The Iowa Bankers Mortgage Corporation has been looking at vendors to provide the technology to its member banks. The endgame is to make home buyers feel comfortable enough to complete the entire process entirely on their phone.
“You can do all you want to collect information, but you’ve got to be able to use it to get into the document phase where you close the loan,” Vessely said. “That’s where the rubber meets the road.”
Kirk Leverington is firmly of the opinion that the industry is heading toward paperless mortgages. He’s vice president of corporate strategy at San Francisco-based ONYXDirect.com. Launched in 2014, ONYXDirect says it allows home buyers to apply for a loan and get approved within 24 hours, and get to closing in half the time of the industry average.
“What we’re driving toward is not cutting closing from three weeks to two weeks to one week,” said ONYXDirect President Lucas Filinski. “Our ultimate goal is instantaneous gratification for a mortgage. And we do believe we can get there.”
Leverington said as digital-savvy millennials mature, they will drive the shift away from the traditional ways of getting a mortgage.
“The same way that consumer expectations are changing around other industries like retail, we think the same thing is going to happen to banking,” Leverington said.
He expects the trend of financial institutions partnering with fintech companies to rise, which will allow banks to leverage fintech industry expertise to speed implementation of the technology.
Gaytko has had an inside view of millennials’ comfort with technology as he’s watched his 25-year-old son toy around with the idea of buying a home. Despite his son’s and other millennials’ familiarity with doing everything online, Gaytko thinks it will take time for digital mortgages to make major inroads.

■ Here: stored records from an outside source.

//! Facility fixtures shared by the gas path tests.
#![allow(dead_code)]

use gp_components::{
    DiaphragmModel, DriverConfig, ExpandTo, NozzleConfig, RuptureCondition, TestSectionConfig,
    TubeConfig, TubeExit, TubeMode,
};
use gp_core::StageRole;
use gp_core::units::{k, pa};
use gp_gas::{Gas, Species};
use gp_path::{FacilityConfig, FacilityFlags, FacilityType, Mode};
use gp_solver::{GuessValue, SecantConfig, ShockSpeedGuesses, StageRef};

pub fn literal_guesses(g1: f64, g2: f64, lo: f64, hi: f64) -> ShockSpeedGuesses {
    ShockSpeedGuesses {
        guess_1: GuessValue::Literal(g1),
        guess_2: GuessValue::Literal(g2),
        lower_limit: GuessValue::Literal(lo),
        upper_limit: GuessValue::Literal(hi),
        config: SecantConfig::default(),
    }
}

/// Guesses for a tube placed after the shock tube.
pub fn after_shock_tube_guesses() -> ShockSpeedGuesses {
    ShockSpeedGuesses {
        guess_1: StageRef::shock_speed(StageRole::ShockTube, 1000.0).into(),
        guess_2: StageRef::shock_speed(StageRole::ShockTube, 2000.0).into(),
        lower_limit: StageRef::shock_speed(StageRole::ShockTube, 0.0).into(),
        upper_limit: GuessValue::Literal(20_000.0),
        config: SecantConfig::default(),
    }
}

pub fn tube(gas: Species, p: f64, guesses: ShockSpeedGuesses) -> TubeConfig {
    TubeConfig {
        fill_gas: Gas::pure(gas),
        p_fill: pa(p),
        t_fill: k(300.0),
        mode: TubeMode::Theoretical,
        guesses,
        shock_speed: None,
        expand_to: ExpandTo::FlowBehindShock,
        expansion_factor: 1.0,
        expansion_steps: 1000,
        exit: TubeExit::ShockedFill,
        length: None,
        diameter: None,
    }
}

/// Air driver at 1 MPa into air at 1 kPa, both at 300 K.
pub fn basic_shock_tube() -> FacilityConfig {
    FacilityConfig {
        flags: FacilityFlags {
            facility_type: FacilityType::ShockTube,
            secondary_driver: false,
            nozzle: false,
        },
        mode: Mode::FullyTheoretical,
        driver: DriverConfig {
            gas: Gas::pure(Species::Air),
            p_fill: pa(1.0e6),
            t_fill: k(300.0),
            rupture: RuptureCondition::Direct,
            m_throat: 0.0,
        },
        primary_diaphragm: DiaphragmModel::Ideal,
        secondary_driver: None,
        secondary_diaphragm: DiaphragmModel::Ideal,
        shock_tube: tube(Species::Air, 1.0e3, literal_guesses(800.0, 1200.0, 400.0, 10_000.0)),
        tertiary_diaphragm: DiaphragmModel::Ideal,
        acceleration_tube: None,
        nozzle: None,
        test_section: TestSectionConfig::default(),
    }
}

/// Helium-driven expansion tube; every optional stage configured.
pub fn expansion_tube(secondary_driver: bool, nozzle: bool) -> FacilityConfig {
    let mut config = basic_shock_tube();
    config.flags = FacilityFlags {
        facility_type: FacilityType::ExpansionTube,
        secondary_driver,
        nozzle,
    };
    config.driver.gas = Gas::pure(Species::He);
    config.driver.p_fill = pa(3.0e6);
    config.secondary_driver = Some(tube(
        Species::He,
        3.0e4,
        literal_guesses(1500.0, 2500.0, 500.0, 20_000.0),
    ));
    config.shock_tube = tube(Species::Air, 3.0e3, literal_guesses(800.0, 1200.0, 400.0, 20_000.0));
    config.acceleration_tube = Some(tube(Species::Air, 10.0, after_shock_tube_guesses()));
    config.nozzle = Some(NozzleConfig::new(2.5));
    config
}

/// Every flag combination with all stage configurations present.
pub fn config_for(flags: FacilityFlags) -> FacilityConfig {
    let mut config = expansion_tube(flags.secondary_driver, flags.nozzle);
    config.flags = flags;
    if flags.facility_type == FacilityType::ReflectedShockTunnel {
        config.nozzle = Some(NozzleConfig::new(10.0));
    }
    config
}

pub fn relative_error(a: f64, b: f64) -> f64 {
    gp_core::relative_difference(a, b)
}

“When you go to make a decision on a home, I still see that the young consumer and young families want their hand held through that process to understand what’s involved,” Gaytko said. “And I still see a strong role that community banks can play in that arena, because it is a big decision for them.”
While paperless mortgages, housing supply and millennials are among the factors that set this strong housing market apart from the previous one, there is one certain and inevitable commonality: It will eventually have to end.
Battle-hardened bankers who survived the last crash will pore over data, lean on their experience and weigh elements of the market that weren’t in place a decade ago as they plot their next moves. They can also lean on the knowledge that as dark as those darkest days were during the crisis, eventually the market will turn the other direction.
“The country is going to go through the normal economic cycle, just like we’re probably close to a downturn in the coming years if we’re not getting there already,” Means said. “A lot of times it’s just a healthy downturn. Sometimes you just have to take a step back and regroup, then go onto the growth stage again.”